Familie soll Tochter beim IS unterstützt haben: Urteil erwartet!

Hamburg - Wegen Unterstützung des Islamischen Staates muss eine vierköpfige Familie am Mittwoch (9 Uhr) mit einer Verurteilung durch den Staatsschutzsenat am Hanseatischen Oberlandesgericht rechnen.

Vor dem Hanseatischen Oberlandesgericht ist eine Familie angeklagt. (Archivbild)
Vor dem Hanseatischen Oberlandesgericht ist eine Familie angeklagt. (Archivbild)  © Christian Charisius/dpa

Eine Tochter der türkischstämmigen Familie war nach Angaben der Staatsanwaltschaft 2016 nach Syrien ausgereist.

Aus der IS-Hochburg Rakka habe sie die Eltern und Geschwister in Neumünster und Hamburg um Unterstützung gebeten.

Das Geld sollte zugleich als "Steuer" an die Terrormiliz gehen, wie ein Gerichtssprecher sagte.

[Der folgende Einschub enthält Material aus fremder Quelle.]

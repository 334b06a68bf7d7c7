//! # Persisted session record
//!
//! Two storage keys survive a page reload:
//!
//! | Key | Value |
//! |-----|-------|
//! | [`TOKEN_KEY`] (`"token"`) | raw bearer token string |
//! | [`USER_INFO_KEY`] (`"userInfo"`) | the [`UserProfile`] serialized as a JSON object |
//!
//! Roles and permissions are never persisted; they are re-fetched on
//! bootstrap.

use crate::kv::KeyValueStore;
use crate::models::UserProfile;

pub const TOKEN_KEY: &str = "token";
pub const USER_INFO_KEY: &str = "userInfo";

/// Stored token, with an empty string treated as absent.
pub fn load_token(store: &dyn KeyValueStore) -> Option<String> {
    store.get(TOKEN_KEY).filter(|t| !t.is_empty())
}

pub fn save_token(store: &dyn KeyValueStore, token: &str) {
    store.set(TOKEN_KEY, token);
}

pub fn load_profile(store: &dyn KeyValueStore) -> Option<UserProfile> {
    let raw = store.get(USER_INFO_KEY)?;
    let profile = UserProfile::from_json(&raw);
    if profile.is_none() {
        tracing::warn!("Ignoring unreadable {} entry", USER_INFO_KEY);
    }
    profile
}

pub fn save_profile(store: &dyn KeyValueStore, profile: &UserProfile) {
    store.set(USER_INFO_KEY, &profile.to_json());
}

/// Remove both session keys.
pub fn clear(store: &dyn KeyValueStore) {
    store.remove(TOKEN_KEY);
    store.remove(USER_INFO_KEY);
}

#[cfg(test)]
mod tests {
    use super::*;
    use crate::MemoryStore;

    #[test]
    fn test_save_load_clear() {
        let store = MemoryStore::new();
        assert!(load_token(&store).is_none());
        assert!(load_profile(&store).is_none());

        save_token(&store, "tok");
        save_profile(&store, &UserProfile::new().with("username", "admin"));

        assert_eq!(load_token(&store).as_deref(), Some("tok"));
        assert_eq!(load_profile(&store).unwrap().username(), Some("admin"));
        assert_eq!(store.get(TOKEN_KEY).as_deref(), Some("tok"));

        clear(&store);
        assert!(store.is_empty());
    }

    #[test]
    fn test_empty_token_is_absent() {
        let store = MemoryStore::new();
        store.set(TOKEN_KEY, "");
        assert!(load_token(&store).is_none());
    }

    #[test]
    fn test_corrupt_profile_is_ignored() {
        let store = MemoryStore::new();
        store.set(USER_INFO_KEY, "{broken");
        assert!(load_profile(&store).is_none());
    }
}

Laut Anklage brachten die Eltern (55 und 54), ein Bruder (32) und eine Schwester (29) mehr als 27.000 Euro zusammen und schickten das Geld über Mittelsmänner nach Rakka.

Die Generalstaatsanwaltschaft hat nach Angaben der Gerichtspressestelle für den Bruder dreieinhalb Jahre Haft gefordert, für die Schwester drei Jahre.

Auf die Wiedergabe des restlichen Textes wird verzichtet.